> [Dataset records]:

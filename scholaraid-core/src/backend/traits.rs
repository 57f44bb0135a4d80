//! Collaborator traits for the ledger, the encryption provider and the
//! decryption verifier.
//!
//! The controller only ever talks to these traits. Concrete wallets, RPC
//! clients and FHE runtimes live behind them.

use async_trait::async_trait;
use serde::{Deserialize, Serialize};
use std::collections::HashMap;

use crate::types::{
    ApplicationRecord, CiphertextHandle, ContractAddress, EncryptedInput, Identity, TxHandle,
};

/// Width of one ABI-encoded cleartext word.
pub const CLEAR_VALUE_WORD: usize = 32;

/// Error types for ledger operations.
#[derive(Debug, Clone, PartialEq, Eq, thiserror::Error)]
pub enum LedgerError {
    /// The signer declined to sign the transaction
    #[error("Signer rejected transaction: {0}")]
    SignerRejected(String),

    /// The application already carries a verified decryption
    #[error("Data already verified: {0}")]
    AlreadyVerified(String),

    /// No record exists for the id
    #[error("Record not found: {0}")]
    NotFound(String),

    /// Ledger endpoint cannot be reached
    #[error("Ledger unavailable: {0}")]
    Unavailable(String),

    /// Network/transport failure
    #[error("Transport error: {0}")]
    Transport(String),

    /// Contract reverted
    #[error("Contract error: {0}")]
    Contract(String),
}

/// Error types for the encryption provider.
#[derive(Debug, Clone, PartialEq, Eq, thiserror::Error)]
pub enum EncryptionError {
    /// Provider used before `initialize`
    #[error("Encryption provider not initialized")]
    NotInitialized,

    /// Provider or network failure
    #[error("Provider error: {0}")]
    Provider(String),
}

/// Error types for the decryption verifier.
#[derive(Debug, Clone, PartialEq, Eq, thiserror::Error)]
pub enum VerifierError {
    /// Verifier service cannot be reached
    #[error("Verifier unavailable: {0}")]
    Unavailable(String),

    /// Decryption or proof generation failed
    #[error("Decryption failed: {0}")]
    Failed(String),

    /// The on-chain submission continuation failed
    #[error("Proof submission failed: {0}")]
    Submission(#[from] LedgerError),
}

impl VerifierError {
    /// Whether the failure means another actor verified first.
    pub fn is_already_verified(&self) -> bool {
        matches!(self, VerifierError::Submission(LedgerError::AlreadyVerified(_)))
    }
}

/// Write-path payload for a new application.
#[derive(Debug, Clone, PartialEq, Eq, Serialize, Deserialize)]
pub struct CreateApplication {
    pub id: String,
    pub name: String,
    pub ciphertext: Vec<u8>,
    pub proof: Vec<u8>,
    pub academic_score: u8,
    pub reserved_slot: u64,
    pub tag: String,
}

/// Cleartext values recovered by the decryption verifier.
#[derive(Debug, Clone, Default, PartialEq, Eq)]
pub struct DecryptionOutcome {
    pub clear_values: HashMap<CiphertextHandle, u64>,
}

impl DecryptionOutcome {
    pub fn value_for(&self, handle: &CiphertextHandle) -> Option<u64> {
        self.clear_values.get(handle).copied()
    }
}

/// Read and write access to the application contract.
///
/// Writes return a [`TxHandle`]; callers await [`LedgerGateway::wait_for_confirmation`]
/// for finality.
#[async_trait]
pub trait LedgerGateway: Send + Sync {
    /// Address of the application contract.
    async fn contract_address(&self) -> Result<ContractAddress, LedgerError>;

    async fn get_all_application_ids(&self) -> Result<Vec<String>, LedgerError>;

    async fn get_application_record(&self, id: &str) -> Result<ApplicationRecord, LedgerError>;

    async fn get_encrypted_income_handle(&self, id: &str) -> Result<CiphertextHandle, LedgerError>;

    async fn is_system_available(&self) -> Result<bool, LedgerError>;

    /// Submit a new application. `requester` is the signing identity.
    async fn create_application(
        &self,
        requester: &Identity,
        request: CreateApplication,
    ) -> Result<TxHandle, LedgerError>;

    /// Submit cleartext plus decryption proof for an application.
    async fn submit_decryption_proof(
        &self,
        id: &str,
        clear_values_encoded: Vec<u8>,
        proof: Vec<u8>,
    ) -> Result<TxHandle, LedgerError>;

    /// Wait until the transaction is final. No timeout.
    async fn wait_for_confirmation(&self, tx: &TxHandle) -> Result<(), LedgerError>;
}

/// Homomorphic encryption of plaintext inputs.
#[async_trait]
pub trait EncryptionProvider: Send + Sync {
    /// One-time runtime setup, performed when a session starts.
    async fn initialize(&self) -> Result<(), EncryptionError>;

    fn is_initialized(&self) -> bool;

    async fn encrypt(
        &self,
        contract: &ContractAddress,
        requester: &Identity,
        plaintext: u64,
    ) -> Result<EncryptedInput, EncryptionError>;
}

/// Continuation the verifier drives once a cleartext and its proof exist.
///
/// The verifier decides when (and whether) to call it.
#[async_trait]
pub trait ProofSubmitter: Send + Sync {
    async fn submit(
        &self,
        clear_values_encoded: Vec<u8>,
        proof: Vec<u8>,
    ) -> Result<TxHandle, LedgerError>;
}

/// Out-of-band decryption with on-chain proof submission.
#[async_trait]
pub trait DecryptionVerifier: Send + Sync {
    async fn verify_decryption(
        &self,
        handles: &[CiphertextHandle],
        contract: &ContractAddress,
        on_proof_ready: &dyn ProofSubmitter,
    ) -> Result<DecryptionOutcome, VerifierError>;
}

/// Encode cleartext values as consecutive 32-byte big-endian words.
pub fn encode_clear_values(values: &[u64]) -> Vec<u8> {
    let mut out = Vec::with_capacity(values.len() * CLEAR_VALUE_WORD);
    for value in values {
        let mut word = [0u8; CLEAR_VALUE_WORD];
        word[CLEAR_VALUE_WORD - 8..].copy_from_slice(&value.to_be_bytes());
        out.extend_from_slice(&word);
    }
    out
}

/// Decode words produced by [`encode_clear_values`].
///
/// Returns `None` on a ragged buffer or a value wider than 64 bits.
pub fn decode_clear_values(encoded: &[u8]) -> Option<Vec<u64>> {
    if encoded.len() % CLEAR_VALUE_WORD != 0 {
        return None;
    }

    encoded
        .chunks(CLEAR_VALUE_WORD)
        .map(|word| {
            let (high, low) = word.split_at(CLEAR_VALUE_WORD - 8);
            if high.iter().any(|b| *b != 0) {
                return None;
            }
            let mut bytes = [0u8; 8];
            bytes.copy_from_slice(low);
            Some(u64::from_be_bytes(bytes))
        })
        .collect()
}

#[cfg(test)]
mod tests {
    use super::*;

    #[test]
    fn test_clear_value_encoding_layout() {
        let encoded = encode_clear_values(&[40_000]);
        assert_eq!(encoded.len(), 32);
        assert!(encoded[..24].iter().all(|b| *b == 0));
        assert_eq!(decode_clear_values(&encoded), Some(vec![40_000]));
    }

    #[test]
    fn test_decode_rejects_ragged_or_wide_words() {
        assert_eq!(decode_clear_values(&[0u8; 31]), None);

        let mut wide = encode_clear_values(&[1]);
        wide[0] = 1;
        assert_eq!(decode_clear_values(&wide), None);
    }

    #[test]
    fn test_already_verified_detection() {
        let err = VerifierError::from(LedgerError::AlreadyVerified("scholarship-1".into()));
        assert!(err.is_already_verified());
        assert!(!VerifierError::Failed("relayer down".into()).is_already_verified());
    }
}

> [Work task]:
Type the entries out again so that they match exactly.

> [Task result]:
filename scholaraid-core/src/backend/traits.rs
repository 57f44bb0135a4d80
//! Collaborator traits for the ledger, the encryption provider and the
//! decryption verifier.
//!
//! The controller only ever talks to these traits. Concrete wallets, RPC
//! clients and FHE runtimes live behind them.

use async_trait::async_trait;
use serde::{Deserialize, Serialize};
use std::collections::HashMap;

use crate::types::{
    ApplicationRecord, CiphertextHandle, ContractAddress, EncryptedInput, Identity, TxHandle,
};

/// Width of one ABI-encoded cleartext word.
pub const CLEAR_VALUE_WORD: usize = 32;

/// Error types for ledger operations.
#[derive(Debug, Clone, PartialEq, Eq, thiserror::Error)]
pub enum LedgerError {
    /// The signer declined to sign the transaction
    #[error("Signer rejected transaction: {0}")]
    SignerRejected(String),

    /// The application already carries a verified decryption
    #[error("Data already verified: {0}")]
    AlreadyVerified(String),

    /// No record exists for the id
    #[error("Record not found: {0}")]
    NotFound(String),

    /// Ledger endpoint cannot be reached
    #[error("Ledger unavailable: {0}")]
    Unavailable(String),

    /// Network/transport failure
    #[error("Transport error: {0}")]
    Transport(String),

    /// Contract reverted
    #[error("Contract error: {0}")]
    Contract(String),
}

/// Error types for the encryption provider.
#[derive(Debug, Clone, PartialEq, Eq, thiserror::Error)]
pub enum EncryptionError {
    /// Provider used before `initialize`
    #[error("Encryption provider not initialized")]
    NotInitialized,

    /// Provider or network failure
    #[error("Provider error: {0}")]
    Provider(String),
}

/// Error types for the decryption verifier.
#[derive(Debug, Clone, PartialEq, Eq, thiserror::Error)]
pub enum VerifierError {
    /// Verifier service cannot be reached
    #[error("Verifier unavailable: {0}")]
    Unavailable(String),

    /// Decryption or proof generation failed
    #[error("Decryption failed: {0}")]
    Failed(String),

    /// The on-chain submission continuation failed
    #[error("Proof submission failed: {0}")]
    Submission(#[from] LedgerError),
}

impl VerifierError {
    /// Whether the failure means another actor verified first.
    pub fn is_already_verified(&self) -> bool {
        matches!(self, VerifierError::Submission(LedgerError::AlreadyVerified(_)))
    }
}

/// Write-path payload for a new application.
#[derive(Debug, Clone, PartialEq, Eq, Serialize, Deserialize)]
pub struct CreateApplication {
    pub id: String,
    pub name: String,
    pub ciphertext: Vec<u8>,
    pub proof: Vec<u8>,
    pub academic_score: u8,
    pub reserved_slot: u64,
    pub tag: String,
}

/// Cleartext values recovered by the decryption verifier.
#[derive(Debug, Clone, Default, PartialEq, Eq)]
pub struct DecryptionOutcome {
    pub clear_values: HashMap<CiphertextHandle, u64>,
}

impl DecryptionOutcome {
    pub fn value_for(&self, handle: &CiphertextHandle) -> Option<u64> {
        self.clear_values.get(handle).copied()
    }
}

/// Read and write access to the application contract.
///
/// Writes return a [`TxHandle`]; callers await [`LedgerGateway::wait_for_confirmation`]
/// for finality.
#[async_trait]
pub trait LedgerGateway: Send + Sync {
    /// Address of the application contract.
    async fn contract_address(&self) -> Result<ContractAddress, LedgerError>;

    async fn get_all_application_ids(&self) -> Result<Vec<String>, LedgerError>;

    async fn get_application_record(&self, id: &str) -> Result<ApplicationRecord, LedgerError>;

    async fn get_encrypted_income_handle(&self, id: &str) -> Result<CiphertextHandle, LedgerError>;

    async fn is_system_available(&self) -> Result<bool, LedgerError>;

    /// Submit a new application. `requester` is the signing identity.
    async fn create_application(
        &self,
        requester: &Identity,
        request: CreateApplication,
    ) -> Result<TxHandle, LedgerError>;

    /// Submit cleartext plus decryption proof for an application.
    async fn submit_decryption_proof(
        &self,
        id: &str,
        clear_values_encoded: Vec<u8>,
        proof: Vec<u8>,
    ) -> Result<TxHandle, LedgerError>;

    /// Wait until the transaction is final. No timeout.
    async fn wait_for_confirmation(&self, tx: &TxHandle) -> Result<(), LedgerError>;
}

/// Homomorphic encryption of plaintext inputs.
#[async_trait]
pub trait EncryptionProvider: Send + Sync {
    /// One-time runtime setup, performed when a session starts.
    async fn initialize(&self) -> Result<(), EncryptionError>;

    fn is_initialized(&self) -> bool;

    async fn encrypt(
        &self,
        contract: &ContractAddress,
        requester: &Identity,
        plaintext: u64,
    ) -> Result<EncryptedInput, EncryptionError>;
}

/// Continuation the verifier drives once a cleartext and its proof exist.
///
/// The verifier decides when (and whether) to call it.
#[async_trait]
pub trait ProofSubmitter: Send + Sync {
    async fn submit(
        &self,
        clear_values_encoded: Vec<u8>,
        proof: Vec<u8>,
    ) -> Result<TxHandle, LedgerError>;
}

/// Out-of-band decryption with on-chain proof submission.
#[async_trait]
pub trait DecryptionVerifier: Send + Sync {
    async fn verify_decryption(
        &self,
        handles: &[CiphertextHandle],
        contract: &ContractAddress,
        on_proof_ready: &dyn ProofSubmitter,
    ) -> Result<DecryptionOutcome, VerifierError>;
}

/// Encode cleartext values as consecutive 32-byte big-endian words.
pub fn encode_clear_values(values: &[u64]) -> Vec<u8> {
    let mut out = Vec::with_capacity(values.len() * CLEAR_VALUE_WORD);
    for value in values {
        let mut word = [0u8; CLEAR_VALUE_WORD];
        word[CLEAR_VALUE_WORD - 8..].copy_from_slice(&value.to_be_bytes());
        out.extend_from_slice(&word);
    }
    out
}

/// Decode words produced by [`encode_clear_values`].
///
/// Returns `None` on a ragged buffer or a value wider than 64 bits.
pub fn decode_clear_values(encoded: &[u8]) -> Option<Vec<u64>> {
    if encoded.len() % CLEAR_VALUE_WORD != 0 {
        return None;
    }

    encoded
        .chunks(CLEAR_VALUE_WORD)
        .map(|word| {
            let (high, low) = word.split_at(CLEAR_VALUE_WORD - 8);
            if high.iter().any(|b| *b != 0) {
                return None;
            }
            let mut bytes = [0u8; 8];
            bytes.copy_from_slice(low);
            Some(u64::from_be_bytes(bytes))
        })
        .collect()
}

#[cfg(test)]
mod tests {
    use super::*;

    #[test]
    fn test_clear_value_encoding_layout() {
        let encoded = encode_clear_values(&[40_000]);
        assert_eq!(encoded.len(), 32);
        assert!(encoded[..24].iter().all(|b| *b == 0));
        assert_eq!(decode_clear_values(&encoded), Some(vec![40_000]));
    }

    #[test]
    fn test_decode_rejects_ragged_or_wide_words() {
        assert_eq!(decode_clear_values(&[0u8; 31]), None);

        let mut wide = encode_clear_values(&[1]);
        wide[0] = 1;
        assert_eq!(decode_clear_values(&wide), None);
    }

    #[test]
    fn test_already_verified_detection() {
        let err = VerifierError::from(LedgerError::AlreadyVerified("scholarship-1".into()));
        assert!(err.is_already_verified());
        assert!(!VerifierError::Failed("relayer down".into()).is_already_verified());
    }
}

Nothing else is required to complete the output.